Problem: Collect the lines of the entries where "thread" shows up.

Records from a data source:
^^^^^^^^^^^^^^^^

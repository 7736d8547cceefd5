//! Short-TTL in-process cache.
//!
//! Smooths burst traffic in front of the distributed cache. One TTL fixed at
//! construction; stale entries are reclaimed lazily on access. There is no
//! background sweeper and no size bound.

use dashmap::DashMap;
use std::time::{Duration, Instant};

struct Entry<V> {
    value: V,
    expires_at: Instant,
}

/// A process-local string-keyed cache with a single fixed TTL.
///
/// A TTL of zero disables the cache: both operations become no-ops. Safe for
/// concurrent use from the request path; `get`/`set` never block on I/O.
pub struct Microcache<V> {
    ttl: Duration,
    entries: DashMap<String, Entry<V>>,
}

impl<V: Clone> Microcache<V> {
    /// Create a cache whose entries live for `ttl` after each `set`.
    pub fn new(ttl: Duration) -> Self {
        Self {
            ttl,
            entries: DashMap::new(),
        }
    }

    /// Look up an unexpired value. An expired entry is removed and reported
    /// as a miss.
    pub fn get(&self, key: &str) -> Option<V> {
        if self.ttl.is_zero() {
            return None;
        }
        let now = Instant::now();
        if let Some(entry) = self.entries.get(key) {
            if entry.expires_at > now {
                return Some(entry.value.clone());
            }
            drop(entry);
            // Re-check under the entry lock: a concurrent `set` may have
            // refreshed the key since the read above.
            self.entries.remove_if(key, |_, e| e.expires_at <= now);
        }
        None
    }

    /// Store a value, replacing any previous entry for the key.
    pub fn set(&self, key: impl Into<String>, value: V) {
        if self.ttl.is_zero() {
            return;
        }
        self.entries.insert(
            key.into(),
            Entry {
                value,
                expires_at: Instant::now() + self.ttl,
            },
        );
    }

    /// Number of live-or-stale entries currently held.
    pub fn len(&self) -> usize {
        self.entries.len()
    }

    /// Whether the cache holds no entries at all.
    pub fn is_empty(&self) -> bool {
        self.entries.is_empty()
    }
}

#[cfg(test)]
mod tests {
    use super::*;

    #[test]
    fn stores_and_returns_values_within_ttl() {
        let cache = Microcache::new(Duration::from_secs(60));
        cache.set("k", 7);
        assert_eq!(cache.get("k"), Some(7));
        assert_eq!(cache.get("other"), None);
    }

    #[test]
    fn set_replaces_existing_entry() {
        let cache = Microcache::new(Duration::from_secs(60));
        cache.set("k", 1);
        cache.set("k", 2);
        assert_eq!(cache.get("k"), Some(2));
        assert_eq!(cache.len(), 1);
    }

    #[test]
    fn zero_ttl_disables_the_cache() {
        let cache = Microcache::new(Duration::ZERO);
        cache.set("k", 7);
        assert_eq!(cache.get("k"), None);
        assert!(cache.is_empty());
    }

    #[test]
    fn expired_entries_are_removed_on_access() {
        let cache = Microcache::new(Duration::from_millis(1));
        cache.set("k", 7);
        std::thread::sleep(Duration::from_millis(10));
        assert_eq!(cache.get("k"), None);
        assert!(cache.is_empty(), "expired entry should be reclaimed");
    }

    #[test]
    fn concurrent_readers_and_writers_do_not_panic() {
        let cache = std::sync::Arc::new(Microcache::new(Duration::from_millis(5)));
        let mut handles = Vec::new();
        for t in 0..4 {
            let cache = cache.clone();
            handles.push(std::thread::spawn(move || {
                for i in 0..500 {
                    let key = format!("k{}", i % 17);
                    if (i + t) % 3 == 0 {
                        cache.set(key, i);
                    } else {
                        let _ = cache.get(&key);
                    }
                }
            }));
        }
        for handle in handles {
            handle.join().unwrap();
        }
    }
}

^^^^^^^^^^^^^^^^

Answer space:
        std::thread::sleep(Duration::from_millis(10));
            handles.push(std::thread::spawn(move || {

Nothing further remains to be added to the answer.